Another horror story from the Weld County oil patch


Here’s another environmental horror story from the Weld County oil patch:

High-rolling energy company with a reach that exceeded its grasp and a fantasy life that it used for a business plan goes belly up. The old boys who started the thing file for bankruptcy and leave behind 125 erstwhile employees, tens of millions of dollars in unpaid bills, and corporate facilities so contaminated with hazmats that the landlord can’t rent the place. Decontamination costs could run as high as $3.7 million.

When state inspectors show up they find 30 55-gallon drums and two larger tanks with a combined capacity of 2,500 gallons full of hazardous materials — the sort of stuff you wouldn’t want to put down an oil well. They also find 2,000 pallets of company-generated hazmats stashed in a Denver warehouse, which subsequently appear to have vanished.

The company’s former director of facilities isn’t returning phone calls from the press these days. Neither is the Delaware-based bankruptcy trustee handling the liquidation.

The good news is that the company was insured. The bad news is the insurance company is refusing to pay for the cleanup. So the landlord, a company named 9586 LLC, a subsidiary of Boulder-based W.W. Reynolds Cos., is suing the insurance company.

The mess is bad enough that it has even attracted the attention of Weld County commissioners.

Commissioner Tim Conway took time out from his busy schedule of trying to secede from Colorado to urge regulators to initiate a cleanup. He also said the county has had trouble finding out whether there are plans to clean the building and when a cleanup might take place.

“We’ve having a hard time getting answers,” he said.

In short, it’s just the sort of story Boulder’s anti-fracking activists would expect to see coming out of the Wattenberg Field — except for one inconvenient detail:

While the company in question lies within the geographical boundaries of the Wattenberg Field, it is not an oil company or an oil field service company.

It’s a solar energy company.

Abound Solar Inc. used to make advanced thin-film cadmium telluride solar cells. It was a darling of the Obama administration and the recipient of a $470 million loan guarantee from the U.S. Department of Energy in 2010. Fortunately for the taxpayers, Abound had borrowed only about $70 million before it cratered, so the government is expected to lose “only” $40 million to $60 million as a result of the bankruptcy.

Cadmium is both a poison and a carcinogen.

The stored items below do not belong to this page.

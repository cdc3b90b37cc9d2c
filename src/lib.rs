//! # crm-vectorize
//!
//! **Incremental, resumable embedding backfill for CRM records.**
//!
//! Call transcripts and inbound/outbound email messages are turned into
//! fixed-length embedding vectors stored next to the source row, where the
//! assistant's semantic retrieval and similarity cache read them.
//!
//! ## Architecture
//!
//! ```text
//!             ┌──────────────┐
//!             │  Run control │  pipeline
//!             └──────┬───────┘
//!                    │ select pending (newest first, ≤ N)
//!                    ▼
//! ┌────────┐   ┌───────────┐   ┌───────────┐   ┌──────────┐
//! │ Store  │──▶│  Context  │──▶│ Embedding │──▶│  Store   │
//! │ select │   │  builder  │   │  client   │   │  write   │
//! └────────┘   └───────────┘   └─────┬─────┘   └──────────┘
//!                                    │ paced
//!                              ┌─────┴─────┐
//!                              │   Pacer   │
//!                              └───────────┘
//! ```
//!
//! A record is pending exactly when it has no vector. The vector and the
//! `embedded` flag are written together in one statement, so a run can be
//! interrupted at any point and the next run picks up where it stopped.
//!
//! ## Modules
//!
//! | Module | Purpose |
//! |--------|---------|
//! | [`config`] | TOML configuration parsing and validation |
//! | [`models`] | Record, key, and count types |
//! | [`store`] | `Store` trait and in-memory implementation |
//! | [`sqlite_store`] | SQLite `Store` over the CRM schema |
//! | [`context`] | Embedding input assembly |
//! | [`embedding`] | Providers, truncating client, vector encoding |
//! | [`pacing`] | Inter-call delay strategies |
//! | [`progress`] | Progress reporting and consistency check |
//! | [`pipeline`] | The run controller |
//! | [`embed_cmd`] | `run` / `rebuild` commands |
//! | [`stats`] | Coverage overview |
//! | [`db`] | SQLite connection pool |
//! | [`migrate`] | Schema creation |

pub mod config;
pub mod context;
pub mod db;
pub mod embed_cmd;
pub mod embedding;
pub mod error;
pub mod migrate;
pub mod models;
pub mod pacing;
pub mod pipeline;
pub mod progress;
pub mod sqlite_store;
pub mod stats;
pub mod store;

pub use error::{FatalError, PersistenceError, ProviderError, RecordError};
pub use pipeline::{CancelFlag, Pipeline, RunOptions, RunReport};
pub use store::Store;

The 55-gallon drums and the larger tanks contained cadmium-contaminated water and cadmium-tainted glass and wipes.

The hazmat that apparently went missing from the Denver warehouse consisted of 2,000 pallets of cadmium-telluride solar panels “deemed unsellable.”

Cadmium telluride solar cells are made by applying a micron-thin layer of cadmium and telluride to glass. With Abound’s process, every 30 seconds a 2-foot-by-4-foot glass panel would enter the production line, and two hours later would emerge as part of a solar module — when everything was working properly.

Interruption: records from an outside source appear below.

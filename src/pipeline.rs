//! The run controller: one idempotent vectorization pass.
//!
//! ```text
//! SELECTING ─▶ PROCESSING(0) ─▶ PROCESSING(1) ─▶ … ─▶ DONE
//!                  │ success: vector stored
//!                  │ failure: logged, record left pending
//! ```
//!
//! Each selected record is built into a context blob, embedded, and written
//! back with one atomic update. A failure on one record is recorded and the
//! pass moves on; the next invocation retries it, because a record without a
//! vector is by definition still pending. Only a store that cannot be
//! reached or queried aborts the run, and it does so before any record is
//! touched.

use std::collections::HashSet;
use std::sync::atomic::{AtomicBool, Ordering};
use std::sync::Arc;
use std::time::{Duration, Instant};

use chrono::{DateTime, Utc};
use tracing::{debug, info, warn};

use crate::context::build_context;
use crate::embedding::EmbeddingClient;
use crate::error::{FatalError, PersistenceError, ProviderError, RecordError};
use crate::models::{RecordKey, RecordKind, VectorizableRecord};
use crate::pacing::{CallOutcome, Pacer};
use crate::progress::{check_consistency, ConsistencyReport, ProgressTracker, RunProgressReporter};
use crate::store::{kinds_for, Store};

/// Cooperative cancellation, checked between records.
#[derive(Clone, Debug, Default)]
pub struct CancelFlag(Arc<AtomicBool>);

impl CancelFlag {
    pub fn new() -> Self {
        Self::default()
    }

    pub fn cancel(&self) {
        self.0.store(true, Ordering::SeqCst);
    }

    pub fn is_cancelled(&self) -> bool {
        self.0.load(Ordering::SeqCst)
    }
}

#[derive(Debug, Clone)]
pub struct RunOptions {
    /// Maximum records selected per pass.
    pub limit: usize,
    pub kind: Option<RecordKind>,
    /// Keep running passes until nothing new is left to attempt.
    pub drain: bool,
    /// Emit a status event every this many attempted records.
    pub status_every: u64,
}

impl Default for RunOptions {
    fn default() -> Self {
        Self {
            limit: 500,
            kind: None,
            drain: false,
            status_every: 25,
        }
    }
}

/// A record that could not be vectorized in this run.
#[derive(Debug)]
pub struct RecordFailure {
    pub key: RecordKey,
    pub error: RecordError,
}

/// State of a single pass.
#[derive(Debug)]
pub struct BatchRun {
    pub selected: Vec<RecordKey>,
    pub processed: u64,
    pub errors: u64,
    pub started_at: DateTime<Utc>,
}

/// Outcome of a whole invocation (one pass, or several with `drain`).
#[derive(Debug)]
pub struct RunReport {
    pub passes: u32,
    pub selected: u64,
    pub processed: u64,
    pub errors: u64,
    pub failures: Vec<RecordFailure>,
    pub cancelled: bool,
    pub started_at: DateTime<Utc>,
    pub elapsed: Duration,
    /// `None` if the counts could not be read after the run.
    pub consistency: Option<ConsistencyReport>,
}

pub struct Pipeline<'a> {
    store: &'a dyn Store,
    client: &'a EmbeddingClient,
    pacer: Box<dyn Pacer>,
    reporter: &'a dyn RunProgressReporter,
    cancel: CancelFlag,
    /// Delay still owed before the next provider call, and when it started.
    owed: Option<(Instant, Duration)>,
}

impl<'a> Pipeline<'a> {
    pub fn new(
        store: &'a dyn Store,
        client: &'a EmbeddingClient,
        pacer: Box<dyn Pacer>,
        reporter: &'a dyn RunProgressReporter,
    ) -> Self {
        Self {
            store,
            client,
            pacer,
            reporter,
            cancel: CancelFlag::new(),
            owed: None,
        }
    }

    pub fn with_cancel(mut self, cancel: CancelFlag) -> Self {
        self.cancel = cancel;
        self
    }

    /// Run one pass (or several, with `options.drain`) to completion.
    ///
    /// # Errors
    ///
    /// [`FatalError`] if the store is unreachable or pending records cannot
    /// be selected. Per-record failures are reported in [`RunReport`] instead.
    pub async fn run(&mut self, options: &RunOptions) -> Result<RunReport, FatalError> {
        let started_at = Utc::now();
        let clock = Instant::now();

        self.store.ping().await.map_err(FatalError::store)?;

        let mut report = RunReport {
            passes: 0,
            selected: 0,
            processed: 0,
            errors: 0,
            failures: Vec::new(),
            cancelled: false,
            started_at,
            elapsed: Duration::ZERO,
            consistency: None,
        };
        // Records that failed earlier in this invocation; never attempted twice
        let mut failed: HashSet<RecordKey> = HashSet::new();

        loop {
            let batch = self.run_pass(options, &mut failed, &mut report).await?;
            report.passes += 1;
            report.selected += batch.selected.len() as u64;
            report.processed += batch.processed;
            report.errors += batch.errors;
            debug!(
                pass = report.passes,
                pass_started = %batch.started_at,
                selected = batch.selected.len(),
                processed = batch.processed,
                errors = batch.errors,
                "pass finished"
            );

            let full_batch = batch.selected.len() >= options.limit;
            if !options.drain || report.cancelled || !full_batch || batch.processed == 0 {
                break;
            }
            debug!(pass = report.passes, "batch was full, draining further");
        }

        let kinds = kinds_for(options.kind);
        report.consistency = match check_consistency(self.store, &kinds, self.client.dims()).await
        {
            Ok(c) => Some(c),
            Err(e) => {
                warn!(error = %e, "could not read consistency counts");
                None
            }
        };
        report.elapsed = clock.elapsed();

        info!(
            passes = report.passes,
            selected = report.selected,
            processed = report.processed,
            errors = report.errors,
            cancelled = report.cancelled,
            elapsed_ms = report.elapsed.as_millis() as u64,
            "vectorize run finished"
        );
        Ok(report)
    }

    async fn run_pass(
        &mut self,
        options: &RunOptions,
        failed: &mut HashSet<RecordKey>,
        report: &mut RunReport,
    ) -> Result<BatchRun, FatalError> {
        let started_at = Utc::now();

        // SELECTING: over-fetch by the failures to skip so they cannot starve the batch
        let mut records = self
            .store
            .select_unprocessed(options.limit + failed.len(), options.kind)
            .await
            .map_err(FatalError::selection)?;
        records.retain(|r| !failed.contains(&r.key));
        records.truncate(options.limit);

        let selected: Vec<RecordKey> = records.iter().map(|r| r.key.clone()).collect();
        info!(
            selected = selected.len(),
            limit = options.limit,
            kind = options.kind.map(|k| k.as_str()).unwrap_or("all"),
            model = self.client.model_name(),
            "selected records for vectorization"
        );

        let mut tracker =
            ProgressTracker::new(self.reporter, options.status_every, selected.len() as u64);

        // PROCESSING(i)
        for record in records {
            if self.cancel.is_cancelled() {
                warn!("cancellation requested, stopping between records");
                report.cancelled = true;
                break;
            }

            let key = record.key.clone();
            match self.process_record(record).await {
                Ok(()) => {
                    debug!(record = %key, "stored vector");
                    tracker.record_success();
                }
                Err(error) => {
                    warn!(record = %key, kind = error.kind(), error = %error, "record failed, leaving it pending");
                    tracker.record_failure();
                    failed.insert(key.clone());
                    report.failures.push(RecordFailure { key, error });
                }
            }
        }

        // DONE
        let (processed, errors) = tracker.finish(report.cancelled);
        Ok(BatchRun {
            selected,
            processed,
            errors,
            started_at,
        })
    }

    async fn process_record(&mut self, record: VectorizableRecord) -> Result<(), RecordError> {
        let text = build_context(&record);
        if text.trim().is_empty() {
            return Err(ProviderError::EmptyInput.into());
        }

        self.wait_for_pacer().await;
        let result = self.client.embed(&text).await;
        let outcome = if result.is_ok() {
            CallOutcome::Success
        } else {
            CallOutcome::Failure
        };
        self.owed = Some((Instant::now(), self.pacer.next_delay(outcome)));

        let vector = result?;
        self.store
            .store_vector(&record.key, &vector)
            .await
            .map_err(|e| PersistenceError::new(record.key.clone(), e))?;
        Ok(())
    }

    /// Sleep off whatever part of the owed inter-call delay has not yet elapsed.
    async fn wait_for_pacer(&mut self) {
        if let Some((since, delay)) = self.owed.take() {
            let remaining = delay.saturating_sub(since.elapsed());
            if !remaining.is_zero() {
                tokio::time::sleep(remaining).await;
            }
        }
    }
}

/// Records a pass would attempt, without embedding anything.
pub async fn preview(
    store: &dyn Store,
    options: &RunOptions,
) -> Result<Vec<RecordKey>, FatalError> {
    store.ping().await.map_err(FatalError::store)?;
    let records = store
        .select_unprocessed(options.limit, options.kind)
        .await
        .map_err(FatalError::selection)?;
    Ok(records.into_iter().map(|r| r.key).collect())
}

Unfortunately, things didn’t always work properly. According to the Northern Colorado Business Report, which broke the story after an open records act request to the Colorado health department, Abound had “a history of defective products and equipment problems.”

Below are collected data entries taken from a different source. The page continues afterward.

//! SQLite-backed [`Store`] implementation.
//!
//! Maps each [`Store`] operation onto the CRM schema created by
//! [`migrate`](crate::migrate). Every write is a single `UPDATE` statement,
//! so a record's vector and its `embedded` flag change together or not at
//! all, and no transaction ever spans two records.

use anyhow::{bail, Result};
use async_trait::async_trait;
use chrono::{DateTime, Utc};
use sqlx::sqlite::SqliteRow;
use sqlx::{Row, SqlitePool};
use tracing::warn;

use crate::embedding::vec_to_blob;
use crate::models::{
    ConsistencyCounts, EmailDirection, RecordContext, RecordKey, RecordKind, VectorizableRecord,
};
use crate::store::{kinds_for, merge_by_recency, Store};

/// SQLite implementation of the [`Store`] trait.
pub struct SqliteStore {
    pool: SqlitePool,
}

impl SqliteStore {
    pub fn new(pool: SqlitePool) -> Self {
        Self { pool }
    }

    pub fn pool(&self) -> &SqlitePool {
        &self.pool
    }

    /// Release pooled connections at the end of a run.
    pub async fn close(&self) {
        self.pool.close().await;
    }

    async fn select_calls(&self, limit: i64) -> Result<Vec<VectorizableRecord>> {
        let rows = sqlx::query(
            r#"
            SELECT c.id, c.title, c.transcript, c.occurred_at,
                   ct.name AS contact_name, ct.email AS contact_email,
                   COALESCE(co.name, dor.name) AS organization,
                   d.title AS deal_title
            FROM calls c
            LEFT JOIN contacts ct ON ct.id = c.contact_id
            LEFT JOIN organizations co ON co.id = ct.organization_id
            LEFT JOIN deals d ON d.id = c.deal_id
            LEFT JOIN organizations dor ON dor.id = d.organization_id
            WHERE c.embedding IS NULL
            ORDER BY c.occurred_at DESC, c.id ASC
            LIMIT ?
            "#,
        )
        .bind(limit)
        .fetch_all(&self.pool)
        .await?;

        rows.iter()
            .map(|row| {
                let key = RecordKey::new(RecordKind::Call, row.get::<String, _>("id"));
                let occurred_at = timestamp(&key, row.get("occurred_at"));
                Ok(VectorizableRecord {
                    key,
                    primary_text: row.get("transcript"),
                    context: RecordContext {
                        subject: row.get("title"),
                        direction: None,
                        ..joined_context(row)
                    },
                    occurred_at,
                    vector: None,
                    processed: false,
                })
            })
            .collect()
    }

    async fn select_emails(&self, limit: i64) -> Result<Vec<VectorizableRecord>> {
        let rows = sqlx::query(
            r#"
            SELECT e.id, e.subject, e.body, e.direction, e.sent_at,
                   ct.name AS contact_name, ct.email AS contact_email,
                   COALESCE(co.name, dor.name) AS organization,
                   d.title AS deal_title
            FROM emails e
            LEFT JOIN contacts ct ON ct.id = e.contact_id
            LEFT JOIN organizations co ON co.id = ct.organization_id
            LEFT JOIN deals d ON d.id = e.deal_id
            LEFT JOIN organizations dor ON dor.id = d.organization_id
            WHERE e.embedding IS NULL
            ORDER BY e.sent_at DESC, e.id ASC
            LIMIT ?
            "#,
        )
        .bind(limit)
        .fetch_all(&self.pool)
        .await?;

        rows.iter()
            .map(|row| {
                let direction: String = row.get("direction");
                let direction = direction
                    .parse::<EmailDirection>()
                    .map_err(anyhow::Error::msg)?;
                let key = RecordKey::new(RecordKind::Email, row.get::<String, _>("id"));
                let occurred_at = timestamp(&key, row.get("sent_at"));
                Ok(VectorizableRecord {
                    key,
                    primary_text: row.get("body"),
                    context: RecordContext {
                        subject: row.get("subject"),
                        direction: Some(direction),
                        ..joined_context(row)
                    },
                    occurred_at,
                    vector: None,
                    processed: false,
                })
            })
            .collect()
    }
}

fn joined_context(row: &SqliteRow) -> RecordContext {
    RecordContext {
        subject: None,
        contact_name: row.get("contact_name"),
        contact_email: row.get("contact_email"),
        organization: row.get("organization"),
        deal: row.get("deal_title"),
        direction: None,
    }
}

fn timestamp(key: &RecordKey, ts: i64) -> Option<DateTime<Utc>> {
    let at = DateTime::from_timestamp(ts, 0);
    if at.is_none() {
        warn!(record = %key, ts, "timestamp out of range, omitting date");
    }
    at
}

#[async_trait]
impl Store for SqliteStore {
    async fn ping(&self) -> Result<()> {
        sqlx::query("SELECT 1").execute(&self.pool).await?;
        Ok(())
    }

    async fn select_unprocessed(
        &self,
        limit: usize,
        kind: Option<RecordKind>,
    ) -> Result<Vec<VectorizableRecord>> {
        let limit_val = i64::try_from(limit).unwrap_or(i64::MAX);
        let mut records = Vec::new();
        for kind in kinds_for(kind) {
            let batch = match kind {
                RecordKind::Call => self.select_calls(limit_val).await?,
                RecordKind::Email => self.select_emails(limit_val).await?,
            };
            records.extend(batch);
        }
        Ok(merge_by_recency(records, limit))
    }

    async fn store_vector(&self, key: &RecordKey, vector: &[f32]) -> Result<()> {
        let blob = vec_to_blob(vector);
        let sql = format!(
            "UPDATE {} SET embedding = ?, embedded = 1 WHERE id = ?",
            key.kind.table()
        );
        let result = sqlx::query(&sql)
            .bind(&blob)
            .bind(&key.id)
            .execute(&self.pool)
            .await?;

        if result.rows_affected() == 0 {
            bail!("record {} not found", key);
        }
        Ok(())
    }

    async fn consistency(&self, kind: RecordKind, dims: usize) -> Result<ConsistencyCounts> {
        let sql = format!(
            r#"
            SELECT COUNT(*) AS total,
                   COUNT(embedding) AS with_vector,
                   COALESCE(SUM(CASE WHEN embedded != 0 THEN 1 ELSE 0 END), 0) AS flagged,
                   COALESCE(SUM(CASE WHEN embedding IS NOT NULL AND length(embedding) != ? THEN 1 ELSE 0 END), 0) AS wrong_dims
            FROM {}
            "#,
            kind.table()
        );
        let row = sqlx::query(&sql)
            .bind((dims * 4) as i64)
            .fetch_one(&self.pool)
            .await?;

        Ok(ConsistencyCounts {
            total: row.get("total"),
            with_vector: row.get("with_vector"),
            flagged: row.get("flagged"),
            wrong_dims: row.get("wrong_dims"),
        })
    }

    async fn clear_vectors(&self, kind: Option<RecordKind>) -> Result<u64> {
        let mut cleared = 0;
        for kind in kinds_for(kind) {
            let sql = format!(
                "UPDATE {} SET embedding = NULL, embedded = 0 WHERE embedding IS NOT NULL OR embedded != 0",
                kind.table()
            );
            cleared += sqlx::query(&sql)
                .execute(&self.pool)
                .await?
                .rows_affected();
        }
        Ok(cleared)
    }
}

Abound also had a China problem.

Heavily state-subsidized Chinese makers of silicon solar cells ate its lunch, as they did with a number of American solar cell companies.

So how did a company founded by a Colorado State University mechanical engineering professor and two of his former graduate students, who spent 16 years developing their highly automated process for making solar panels, end up leaving behind the sort of mess local activists reflexively blame on oil companies? It’s hard to believe they did it out of reckless disregard for the environment and public health.

Chances are Abound left a mess behind because a company that doesn’t have enough money to keep operating doesn’t have enough money to clean up after itself either. That is true of defunct oil companies and solar cell companies alike.

For that reason, it would be dishonest to unfavorably compare the performance of Abound, which left its mess in place, with the performance of the oil companies operating in Weld County, which have moved swiftly to clean up the 25,000 gallons or so of oil that was spilled out of holding tanks due to the flood. Functioning businesses are capable of cleaning up after accidents; dead ones generally aren’t.

But it is equally dishonest to slime the Weld County gas and oil producers for the spills caused by the flood — as the local anti-fracking NIMBYs were quick to do. The latter worthies saw the spills as a pretext for pushing their campaign for a ban on fracking, which is really a campaign for a ban on further gas and oil production.

The awful truth is that when energy is produced shit sometimes happens — regardless of whether it’s natural gas, oil, or solar-generated electricity that’s being produced. And assuming you want to keep living the Boulder version of the American dream, which notwithstanding local green pieties and conceits is among the more energy intensive on the planet, discontinuing energy production is not an option.